Over Thanksgiving break, Mexico's Metrofinanciera dropped a huge turkey on the laps of its bond investors, roughly Ps4.19 billion ($308.3 million) worth. That's how much the company revealed it owed the financial trusts of its securitized debt as of the end of the third quarter.
The disclosure put a firm number on a practice that had come to the attention of market players only a couple of months ago. Homebuilders that owed the construction loans in Metro's collateralized ABS portfolios were not depositing their interest and principal payments directly in the trusts, as required by the securitization documents. They were still paying the company directly as if the assets had never been sold to trusts. Metro, in turn, would deposit the funds in the corresponding trusts.
Now it's apparent that a good deal of the money never made it.
The main rating agencies had already called attention to shoddy servicing and deteriorating asset quality in the company's deals, but the latest details still led to further downgrades of the company's construction loan transactions.
For starters, Fitch Ratings cut the senior tranches of construction loan deals to 'BBB(mex)' from 'A(mex)'.
Fitch has the long-term issuer default rating of the company at 'B+'. Prior to this round of downgrades, Fitch had said that the issuer default rating of "systematically important" nonbank housing finance companies in Mexico was unlikely to fall below 'B+' due to an effective floor set by expressed support from government agency Sociedad Hipotecaria Federal (SHF).
The de facto bottom set by the corporate doesn't extend to the junior tranches, however. Fitch dropped those to 'C(mex)' from 'BB(mex)'.
A market source said that SHF officials were on a conference call in which Metro announced the results and disclosed details of its fast-and-loose approach to servicing. The government agency is understood to be behind the management changes at Metrofinanciera since the company's troubles came to light a couple of months ago. A spokesman for the SHF did not return a call for comment as of press time.

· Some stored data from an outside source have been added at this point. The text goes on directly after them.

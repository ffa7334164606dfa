//! Semantic analysis of parsed view sources.
//!
//! Module dependency order:
//!
//! ```text
//! diagnostics  annotations
//!       \         /
//!        model  (arenas, handles)
//!          |
//!       builder  (per-file model building)
//!          |
//!       resolve  (source-field resolution)
//!        /    \
//!   inherit  report
//! ```
//!
//! [`Analyzer`] ties the phases together: feed it files, link them with
//! [`Analyzer::finish_build`], then resolve, inherit, and report.

pub mod annotations;
mod builder;
pub mod diagnostics;
mod inherit;
pub mod model;
mod report;
pub mod resolve;

pub use annotations::{AnnotationCatalog, ScopeError};
pub use diagnostics::{Diagnostic, Severity};
pub use model::{
    Annotation, AnnotationOwner, DataSource, DataSourceId, Field, FieldId, InferredField, Model,
    Parameter, ParameterId, SourceField, UsageStats, View, ViewId,
};
pub use resolve::Resolution;

use crate::parser::{parse_source, CommandSeq};

use builder::ModelBuilder;

// ============================================================================
// ANALYZER
// ============================================================================

/// Cross-file analyzer: accumulates a [`Model`] file by file.
///
/// Files may arrive in any order; forward references resolve once
/// [`finish_build`] has linked every data source to the view registered
/// under its entity name.
///
/// [`finish_build`]: Analyzer::finish_build
#[derive(Debug, Default)]
pub struct Analyzer {
    model: Model,
    catalog: AnnotationCatalog,
    diagnostics: Vec<Diagnostic>,
}

impl Analyzer {
    /// An analyzer with the built-in annotation catalog.
    pub fn new() -> Self {
        Self::default()
    }

    /// An analyzer with a caller-supplied annotation catalog.
    pub fn with_catalog(catalog: AnnotationCatalog) -> Self {
        Self {
            catalog,
            ..Self::default()
        }
    }

    /// Parse one source text and add it to the model.
    pub fn add_source(&mut self, file_name: &str, text: &str) {
        let code = parse_source(text);
        self.add_file(file_name, &code);
    }

    /// Add one already-parsed file to the model. Non-DDL files are ignored.
    pub fn add_file(&mut self, file_name: &str, code: &CommandSeq) {
        tracing::debug!(file = file_name, commands = code.commands.len(), "adding file");
        ModelBuilder::new(&mut self.model, &self.catalog, &mut self.diagnostics)
            .add_file(file_name, code);
    }

    /// Link every data source to the main view registered under its entity
    /// name. Entities outside the added files stay unlinked. Idempotent;
    /// call again after adding further files.
    pub fn finish_build(&mut self) {
        let mut linked = 0usize;
        for index in 0..self.model.data_sources.len() {
            let entity_name = self.model.data_sources[index].entity_name.clone();
            let view = self.model.view_of_entity(&entity_name);
            self.model.data_sources[index].view = view;
            linked += view.is_some() as usize;
        }
        tracing::debug!(
            views = self.model.view_count(),
            data_sources = self.model.data_sources.len(),
            linked,
            "model linked"
        );
    }

    /// Trace a field one hop back to its direct source.
    pub fn resolve_source(&self, field: FieldId) -> Resolution {
        self.model.resolve_source(field)
    }

    /// Propagate the given annotations down the source chains.
    pub fn inherit_annotations(&mut self, annotation_paths: &[&str]) {
        self.model.inherit_annotations(annotation_paths);
    }

    /// Render the tab-separated field report.
    pub fn render_report(&self, annotation_paths: &[&str]) -> String {
        self.model.render_report(annotation_paths)
    }

    pub fn model(&self) -> &Model {
        &self.model
    }

    /// Problems collected while building, e.g. malformed annotations.
    pub fn diagnostics(&self) -> &[Diagnostic] {
        &self.diagnostics
    }
}
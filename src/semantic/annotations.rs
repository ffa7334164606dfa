//! Annotation scope collection and classification.
//!
//! Consecutive annotation commands preceding a parameter or field are
//! collected into an ordered scope of (path, value) pairs; the model
//! builder drains the scope when it attaches the next parameter/field.
//! Malformed annotation syntax yields a [`ScopeError`] which the builder
//! records as a diagnostic - never a fatal error.
//!
//! Path classification (element/parameter/association/entity reference) is
//! driven by an [`AnnotationCatalog`] supplied to the analyzer, not by
//! process-wide tables, so dialect variants stay testable.

use rustc_hash::FxHashSet;
use smol_str::SmolStr;
use thiserror::Error;

use crate::base::{dialect, name_key};
use crate::parser::command::unquote;
use crate::parser::{Command, Token, TokenKind};

/// A recoverable problem while grouping annotation declarations.
#[derive(Debug, Clone, PartialEq, Eq, Error)]
pub enum ScopeError {
    #[error("annotation is missing a path")]
    MissingPath,
    #[error("annotation '{path}' has a malformed value")]
    MalformedValue { path: SmolStr },
    #[error("unexpected token '{text}' in annotation")]
    UnexpectedToken { text: SmolStr },
}

/// The ordered set of (path, value) pairs accumulated from consecutive
/// annotation commands.
#[derive(Debug, Default)]
pub struct AnnotationScope {
    entries: Vec<(SmolStr, SmolStr)>,
}

impl AnnotationScope {
    pub fn new() -> Self {
        Self::default()
    }

    /// Parse one annotation command into the scope.
    ///
    /// Nested record values (`@Anno: { sub: 'x', other: 'y' }`) flatten into
    /// one entry per leaf with dot-joined paths; array values flatten into a
    /// single entry whose value is the joined token text.
    pub fn add(&mut self, command: &Command) -> Result<(), ScopeError> {
        let tokens: Vec<&Token> = command.tokens().iter().filter(|t| t.is_code()).collect();
        let mut cursor = 0;

        if !tokens.first().is_some_and(|t| t.text_equals("@")) {
            return Err(ScopeError::UnexpectedToken {
                text: tokens.first().map(|t| t.text.clone()).unwrap_or_default(),
            });
        }
        cursor += 1;

        let path = match tokens.get(cursor) {
            Some(t) if matches!(t.kind, TokenKind::Identifier | TokenKind::Keyword) => {
                t.text.clone()
            }
            _ => return Err(ScopeError::MissingPath),
        };
        cursor += 1;

        match tokens.get(cursor) {
            None => {
                // boolean shorthand: `@Anno.flag`
                self.entries.push((path, SmolStr::new("true")));
                Ok(())
            }
            Some(t) if t.text_equals(":") => {
                cursor += 1;
                self.parse_value(&tokens, &mut cursor, &path)
            }
            Some(t) => Err(ScopeError::UnexpectedToken {
                text: t.text.clone(),
            }),
        }
    }

    fn parse_value(
        &mut self,
        tokens: &[&Token],
        cursor: &mut usize,
        path: &SmolStr,
    ) -> Result<(), ScopeError> {
        let Some(token) = tokens.get(*cursor) else {
            return Err(ScopeError::MalformedValue { path: path.clone() });
        };
        if token.text_equals("{") {
            *cursor += 1;
            self.parse_record(tokens, cursor, path)
        } else if token.text_equals("[") {
            let value = join_array(tokens, cursor);
            self.entries.push((path.clone(), value));
            Ok(())
        } else if token.is_literal() {
            self.entries.push((path.clone(), unquote(&token.text)));
            *cursor += 1;
            Ok(())
        } else if matches!(token.kind, TokenKind::Identifier | TokenKind::Keyword) {
            self.entries.push((path.clone(), token.text.clone()));
            *cursor += 1;
            Ok(())
        } else {
            Err(ScopeError::MalformedValue { path: path.clone() })
        }
    }

    /// `{ sub: value, ... }` - every leaf extends the path with a dot.
    fn parse_record(
        &mut self,
        tokens: &[&Token],
        cursor: &mut usize,
        path: &SmolStr,
    ) -> Result<(), ScopeError> {
        loop {
            let Some(token) = tokens.get(*cursor) else {
                return Err(ScopeError::MalformedValue { path: path.clone() });
            };
            if token.text_equals("}") {
                *cursor += 1;
                return Ok(());
            }
            if token.text_equals(",") {
                *cursor += 1;
                continue;
            }
            if !matches!(token.kind, TokenKind::Identifier | TokenKind::Keyword) {
                return Err(ScopeError::UnexpectedToken {
                    text: token.text.clone(),
                });
            }
            let sub_path = SmolStr::new(format!("{path}.{}", token.text));
            *cursor += 1;
            match tokens.get(*cursor) {
                Some(t) if t.text_equals(":") => {
                    *cursor += 1;
                    self.parse_value(tokens, cursor, &sub_path)?;
                }
                // record element without value: boolean shorthand
                Some(t) if t.text_equals(",") || t.text_equals("}") => {
                    self.entries.push((sub_path, SmolStr::new("true")));
                }
                _ => return Err(ScopeError::MalformedValue { path: sub_path }),
            }
        }
    }

    /// Drain the collected entries, resetting the scope.
    pub fn take(&mut self) -> Vec<(SmolStr, SmolStr)> {
        std::mem::take(&mut self.entries)
    }

    pub fn clear(&mut self) {
        self.entries.clear();
    }

    pub fn is_empty(&self) -> bool {
        self.entries.is_empty()
    }
}

fn join_array(tokens: &[&Token], cursor: &mut usize) -> SmolStr {
    let mut depth = 0u32;
    let mut parts: Vec<&str> = Vec::new();
    while let Some(token) = tokens.get(*cursor) {
        if token.opens_group() {
            depth += 1;
        } else if token.closes_group() {
            depth -= 1;
            if depth == 0 {
                *cursor += 1;
                break;
            }
        } else {
            parts.push(token.text.as_str());
        }
        *cursor += 1;
    }
    SmolStr::new(parts.join(" "))
}

// ============================================================================
// CATALOG
// ============================================================================

/// The sets of annotation paths known to reference elements, parameters,
/// associations, or entities. Passed to the analyzer explicitly; the
/// default carries the dialect's standard vocabulary.
#[derive(Debug, Clone)]
pub struct AnnotationCatalog {
    element_refs: FxHashSet<SmolStr>,
    parameter_refs: FxHashSet<SmolStr>,
    association_refs: FxHashSet<SmolStr>,
    entity_refs: FxHashSet<SmolStr>,
}

impl AnnotationCatalog {
    /// An empty catalog: no path classifies as any reference kind.
    pub fn empty() -> Self {
        Self {
            element_refs: FxHashSet::default(),
            parameter_refs: FxHashSet::default(),
            association_refs: FxHashSet::default(),
            entity_refs: FxHashSet::default(),
        }
    }

    pub fn with_element_refs<'a>(mut self, paths: impl IntoIterator<Item = &'a str>) -> Self {
        self.element_refs.extend(paths.into_iter().map(name_key));
        self
    }

    pub fn with_parameter_refs<'a>(mut self, paths: impl IntoIterator<Item = &'a str>) -> Self {
        self.parameter_refs.extend(paths.into_iter().map(name_key));
        self
    }

    pub fn with_association_refs<'a>(mut self, paths: impl IntoIterator<Item = &'a str>) -> Self {
        self.association_refs.extend(paths.into_iter().map(name_key));
        self
    }

    pub fn with_entity_refs<'a>(mut self, paths: impl IntoIterator<Item = &'a str>) -> Self {
        self.entity_refs.extend(paths.into_iter().map(name_key));
        self
    }

    pub fn is_element_ref(&self, path: &str) -> bool {
        self.element_refs.contains(&name_key(path))
    }

    pub fn is_parameter_ref(&self, path: &str) -> bool {
        self.parameter_refs.contains(&name_key(path))
    }

    pub fn is_association_ref(&self, path: &str) -> bool {
        self.association_refs.contains(&name_key(path))
    }

    pub fn is_entity_ref(&self, path: &str) -> bool {
        self.entity_refs.contains(&name_key(path))
    }
}

impl Default for AnnotationCatalog {
    fn default() -> Self {
        Self::empty()
            .with_element_refs(dialect::ELEMENT_REF_ANNOTATIONS.iter().copied())
            .with_parameter_refs(dialect::PARAMETER_REF_ANNOTATIONS.iter().copied())
            .with_association_refs(dialect::ASSOCIATION_REF_ANNOTATIONS.iter().copied())
            .with_entity_refs(dialect::ENTITY_REF_ANNOTATIONS.iter().copied())
    }
}
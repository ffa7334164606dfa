//! Recoverable analysis diagnostics.
//!
//! The analyzer never fails fatally: malformed annotation syntax and other
//! recoverable problems are collected here while the model keeps building
//! with the information that remains.

use smol_str::SmolStr;

/// Severity level of a diagnostic.
#[derive(Clone, Copy, Debug, PartialEq, Eq, Hash)]
pub enum Severity {
    Error,
    Warning,
    Info,
}

impl Severity {
    pub fn as_str(&self) -> &'static str {
        match self {
            Severity::Error => "error",
            Severity::Warning => "warning",
            Severity::Info => "info",
        }
    }
}

/// A diagnostic message with its source location.
#[derive(Clone, Debug)]
pub struct Diagnostic {
    /// The file the diagnostic originated from.
    pub file: SmolStr,
    /// 1-based line number.
    pub line: u32,
    /// 1-based column number.
    pub col: u32,
    pub severity: Severity,
    /// Stable diagnostic code (e.g. `A0001`).
    pub code: &'static str,
    pub message: String,
}

impl Diagnostic {
    pub fn warning(
        file: impl Into<SmolStr>,
        line: u32,
        col: u32,
        code: &'static str,
        message: impl Into<String>,
    ) -> Self {
        Self {
            file: file.into(),
            line,
            col,
            severity: Severity::Warning,
            code,
            message: message.into(),
        }
    }
}

/// Malformed annotation syntax, discarded during scope collection.
pub const MALFORMED_ANNOTATION: &str = "A0001";
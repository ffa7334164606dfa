//! Tab-separated field report.
//!
//! One row per selected field across every view in build order, with the
//! expression statistics, the resolved direct source, and the requested
//! annotations with their provenance. The output pastes directly into a
//! spreadsheet.

use std::fmt::Write as _;

use crate::base::name_key;
use crate::semantic::model::{AnnotationOwner, Model, SourceField};
use crate::semantic::resolve::Resolution;

const LINE_SEP: &str = if cfg!(windows) { "\r\n" } else { "\n" };
const TAB: char = '\t';

impl Model {
    /// Render the field report, with two extra columns per requested
    /// annotation path: the value and, for inherited entries, the declaring
    /// `view.field`.
    pub fn render_report(&self, annotation_paths: &[&str]) -> String {
        let mut out = String::new();

        out.push_str(
            "ID\tPackage\tView\tPos\tField\tLiterals\tCASTs\tCASEs\tFunctions\tAggregations\
             \tDirect Source View\tDirect Source Field",
        );
        for path in annotation_paths {
            let column = match path.rsplit_once('.') {
                Some((prefix, leaf)) if !prefix.is_empty() => leaf,
                _ => path,
            };
            let _ = write!(out, "{TAB}{column}{TAB}Source of {column}");
        }
        out.push_str(LINE_SEP);

        for (_, view) in self.views_in_order() {
            // file names follow the `<package> - <object>` download convention
            let package = match view.file_name.find(" - ") {
                Some(pos) if pos > 0 => &view.file_name[..pos],
                _ => "",
            };
            for &field_id in &view.fields {
                let field = self.field(field_id);
                if field.is_exposed_association {
                    continue;
                }

                let _ = write!(out, "{}.{}", view.entity_name, field.name);
                let _ = write!(out, "{TAB}{package}");
                let _ = write!(out, "{TAB}{}", view.entity_name);
                let _ = write!(out, "{TAB}{}", field.position);
                if field.is_virtual {
                    let _ = write!(out, "{TAB}({})", field.name);
                } else {
                    let _ = write!(out, "{TAB}{}", field.name);
                }

                let stats = field.stats;
                let _ = write!(
                    out,
                    "{TAB}{}{TAB}{}{TAB}{}{TAB}{}{TAB}{}",
                    stats.literals, stats.casts, stats.cases, stats.functions, stats.aggregations
                );

                match self.resolve_source(field_id) {
                    Resolution::Source(SourceField::Field(source)) => {
                        let source = self.field(source);
                        let source_view = self.view(source.view);
                        let _ = write!(
                            out,
                            "{TAB}{}{TAB}{}",
                            source_view.entity_name, source.name
                        );
                    }
                    Resolution::Source(SourceField::Inferred(inferred)) => {
                        let data_source = self.data_source(inferred.data_source);
                        let _ = write!(
                            out,
                            "{TAB}({}){TAB}{}",
                            data_source.entity_name, inferred.name
                        );
                    }
                    Resolution::Unresolved | Resolution::Cyclic => {
                        let _ = write!(out, "{TAB}{TAB}");
                    }
                }

                for path in annotation_paths {
                    match field.annotations.get(&name_key(path)) {
                        Some(annotation) => {
                            let _ = write!(out, "{TAB}{}", annotation.value);
                            let provenance = match annotation.owner {
                                AnnotationOwner::Field(owner) if owner != field_id => {
                                    let owner = self.field(owner);
                                    Some((self.view(owner.view).entity_name.clone(), owner.name.clone()))
                                }
                                _ => None,
                            };
                            match provenance {
                                Some((owner_view, owner_field)) => {
                                    let _ = write!(out, "{TAB}{owner_view}.{owner_field}");
                                }
                                None => out.push(TAB),
                            }
                        }
                        None => {
                            let _ = write!(out, "{TAB}{TAB}");
                        }
                    }
                }
                out.push_str(LINE_SEP);
            }
        }
        out
    }
}
#![allow(clippy::unwrap_used)]

use viewlens::base::name_key;
use viewlens::semantic::{Analyzer, Annotation, AnnotationOwner, FieldId};

const CURRENCY_CODE: &str = "Semantics.amount.currencyCode";

fn field(analyzer: &Analyzer, entity: &str, name: &str) -> FieldId {
    let model = analyzer.model();
    let view = model.view_of_entity(entity).unwrap();
    model.view(view).field_by_name(name).unwrap()
}

fn annotation<'a>(analyzer: &'a Analyzer, field: FieldId, path: &str) -> Option<&'a Annotation> {
    analyzer.model().field(field).annotations.get(&name_key(path))
}

/// Base declares the annotation; Mid and Top select the field upwards.
fn stacked_analyzer() -> Analyzer {
    let mut analyzer = Analyzer::new();
    analyzer.add_source(
        "base",
        "define view entity I_Base as select from zdoc \
         { key zdoc.id as Id, \
           @Semantics.amount.currencyCode: 'Currency' \
           zdoc.amount as Amount, \
           zdoc.waers as Currency }",
    );
    analyzer.add_source(
        "mid",
        "define view entity I_Mid as select from I_Base as b \
         { key b.Id as Id, b.Amount as Amount, b.Currency as Currency }",
    );
    analyzer.add_source(
        "top",
        "define view entity I_Top as select from I_Mid as m \
         { key m.Id as Id, \
           m.Amount as GrossAmount, \
           sum( m.Amount ) as TotalAmount }",
    );
    analyzer.finish_build();
    analyzer
}

#[test]
fn test_annotation_travels_up_the_select_chain() {
    let mut analyzer = stacked_analyzer();
    analyzer.inherit_annotations(&[CURRENCY_CODE]);

    let declared_on = field(&analyzer, "I_Base", "Amount");
    for (entity, name) in [("I_Mid", "Amount"), ("I_Top", "GrossAmount")] {
        let inherited = annotation(&analyzer, field(&analyzer, entity, name), CURRENCY_CODE)
            .unwrap_or_else(|| panic!("{entity}.{name} should have inherited"));
        assert_eq!(inherited.value, "Currency");
        // provenance points at the declaring field, however many hops away
        assert_eq!(inherited.owner, AnnotationOwner::Field(declared_on));
    }
}

#[test]
fn test_aggregated_field_does_not_inherit() {
    let mut analyzer = stacked_analyzer();
    analyzer.inherit_annotations(&[CURRENCY_CODE]);

    let total = field(&analyzer, "I_Top", "TotalAmount");
    assert_eq!(annotation(&analyzer, total, CURRENCY_CODE), None);
}

#[test]
fn test_unrelated_fields_stay_clean() {
    let mut analyzer = stacked_analyzer();
    analyzer.inherit_annotations(&[CURRENCY_CODE]);

    let id = field(&analyzer, "I_Top", "Id");
    assert_eq!(annotation(&analyzer, id, CURRENCY_CODE), None);
}

#[test]
fn test_declared_annotation_is_kept() {
    let mut analyzer = Analyzer::new();
    analyzer.add_source(
        "base",
        "define view entity I_Base as select from zdoc \
         { @Semantics.amount.currencyCode: 'Waers' \
           zdoc.amount as Amount }",
    );
    analyzer.add_source(
        "top",
        "define view entity I_Top as select from I_Base as b \
         { @Semantics.amount.currencyCode: 'OwnCurrency' \
           b.Amount as Amount }",
    );
    analyzer.finish_build();
    analyzer.inherit_annotations(&[CURRENCY_CODE]);

    let own = field(&analyzer, "I_Top", "Amount");
    let kept = annotation(&analyzer, own, CURRENCY_CODE).unwrap();
    assert_eq!(kept.value, "OwnCurrency");
    assert_eq!(kept.owner, AnnotationOwner::Field(own));
}

#[test]
fn test_inheritance_is_idempotent() {
    let mut analyzer = stacked_analyzer();
    analyzer.inherit_annotations(&[CURRENCY_CODE]);
    let first = annotation(
        &analyzer,
        field(&analyzer, "I_Top", "GrossAmount"),
        CURRENCY_CODE,
    )
    .cloned();
    analyzer.inherit_annotations(&[CURRENCY_CODE]);
    let second = annotation(
        &analyzer,
        field(&analyzer, "I_Top", "GrossAmount"),
        CURRENCY_CODE,
    )
    .cloned();
    assert_eq!(first, second);
}

#[test]
fn test_union_branch_inherits_from_main_branch() {
    let mut analyzer = Analyzer::new();
    analyzer.add_source(
        "balance",
        "define view entity C_Balance as select from tfirst \
         { key tfirst.id as Id, \
           @Semantics.amount.currencyCode: 'Currency' \
           tfirst.bal as Balance, \
           tfirst.waers as Currency } \
         union all select from tsecond \
         { key tsecond.id as Id, \
           tsecond.bal as Balance, \
           tsecond.waers as Currency }",
    );
    analyzer.finish_build();
    analyzer.inherit_annotations(&[CURRENCY_CODE]);

    let model = analyzer.model();
    let (_, branch) = model.views_in_order().nth(1).unwrap();
    assert_eq!(branch.entity_name, "C_Balance+1");
    let branch_balance = branch.field_by_name("Balance").unwrap();
    let main_balance = field(&analyzer, "C_Balance", "Balance");

    let inherited = annotation(&analyzer, branch_balance, CURRENCY_CODE).unwrap();
    assert_eq!(inherited.value, "Currency");
    assert_eq!(inherited.owner, AnnotationOwner::Field(main_balance));
}

#[test]
fn test_union_branch_falls_back_to_its_own_source_chain() {
    let mut analyzer = Analyzer::new();
    analyzer.add_source(
        "src",
        "define view entity I_Src as select from zsrc \
         { key zsrc.id as id, \
           @Semantics.amount.currencyCode: 'Waers' \
           zsrc.bal as Balance }",
    );
    analyzer.add_source(
        "balance",
        "define view entity C_V as select from tlocal \
         { key tlocal.id as Id, tlocal.bal as Balance } \
         union all select from I_Src as s \
         { key s.id as Id, s.Balance as Balance }",
    );
    analyzer.finish_build();
    analyzer.inherit_annotations(&[CURRENCY_CODE]);

    // the main branch's Balance carries nothing, so the branch walks its
    // own select chain into I_Src
    let model = analyzer.model();
    let (_, branch) = model.views_in_order().nth(2).unwrap();
    assert_eq!(branch.entity_name, "C_V+1");
    let branch_balance = branch.field_by_name("Balance").unwrap();
    let src_balance = field(&analyzer, "I_Src", "Balance");
    let inherited = annotation(&analyzer, branch_balance, CURRENCY_CODE).unwrap();
    assert_eq!(inherited.value, "Waers");
    assert_eq!(inherited.owner, AnnotationOwner::Field(src_balance));
    // the main branch reads from an unknown table and stays unannotated
    assert_eq!(
        annotation(&analyzer, field(&analyzer, "C_V", "Balance"), CURRENCY_CODE),
        None
    );
}

#[test]
fn test_alternative_path_spelling_blocks_inheritance() {
    // a field already carrying any of the requested paths inherits nothing
    let mut analyzer = Analyzer::new();
    analyzer.add_source(
        "base",
        "define view entity I_Base as select from zdoc \
         { @Semantics.amount.currencyCode: 'Waers' \
           zdoc.amount as Amount }",
    );
    analyzer.add_source(
        "top",
        "define view entity I_Top as select from I_Base as b \
         { @Semantics.currencyCode: 'Plain' \
           b.Amount as Amount }",
    );
    analyzer.finish_build();
    analyzer.inherit_annotations(&["Semantics.currencyCode", CURRENCY_CODE]);

    let own = field(&analyzer, "I_Top", "Amount");
    assert_eq!(annotation(&analyzer, own, CURRENCY_CODE), None);
    assert_eq!(
        annotation(&analyzer, own, "Semantics.currencyCode").unwrap().value,
        "Plain"
    );
}
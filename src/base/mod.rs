//! Foundation types for the viewlens analyzer.
//!
//! This module provides fundamentals used throughout the crate:
//! - [`name_key`] - Case-insensitive lookup keys for entity/field/alias names
//! - [`dialect`] - Constant tables of the view-DDL dialect (keywords,
//!   aggregation and built-in functions, annotation reference paths)
//!
//! This module has NO dependencies on other viewlens modules.

pub mod dialect;

use smol_str::SmolStr;

/// Build the case-insensitive lookup key for an identifier.
///
/// The dialect compares entity names, aliases, field names, and annotation
/// paths without regard to case; all lookup maps are keyed by this form.
pub fn name_key(identifier: &str) -> SmolStr {
    SmolStr::new(identifier.to_ascii_uppercase())
}

#[cfg(test)]
mod tests {
    use super::*;

    #[test]
    fn test_name_key_folds_case() {
        assert_eq!(name_key("I_BusinessPartner"), "I_BUSINESSPARTNER");
        assert_eq!(name_key("_Currency"), "_CURRENCY");
        assert_eq!(name_key("already_upper"), "ALREADY_UPPER");
    }
}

As a government entity, the SHF's creditworthiness is generally considered on par with that of the Mexican government, which is investment grade on the global scales of all three rating agencies.
Also during the Thanksgiving holiday, Standard & Poor's downgraded construction loan deals originated by Metro.
The agency dunked nine tranches of these transactions to 'mxB+' on the national scale and kept them on CreditWatch Negative as well. It also dropped the company as a servicer of construction loans to 'Below Average' from 'Average' and as a mortgage servicer to 'Average' from 'Above Average.'
The servicer downgrade means the originator is no longer able to service portfolios if it seeks an S&P rating. The agency also cut the long-term counterparty rating of the company to 'mxB+' from 'mxBBB-'.
In a release, S&P said that the "profound discrepancies" in the information furnished by Metro as a servicer and by the trustees of the rated deals prevented the agency from basing its analysis on each discrete pool of loans. It would be able to do this only once an external audit that is underway is completed, S&P added.
The company has said that the audit will be wrapped up within the next three months.
Moody's Investors Service didn't touch any of the structured deals following the company's most recent disclosures, but the agency had downgraded nine of the originator's construction loan deals to a global scale local currency 'Caa1' when more general details of sloppy corporate governance came to light.
The agency did, however, cut Metro's issuer rating to a national scale 'Caa2.mx' from 'Ba3.mx'. The downgrade, the agency said "reflects the company's continued high exposure to short-term maturities with more than Ps1.74 billion due in early 2009." Moody's added that the company had scarce access to funding in either the domestic or international markets.
As of Sept. 20, the company reported assets of Ps25.95 billion.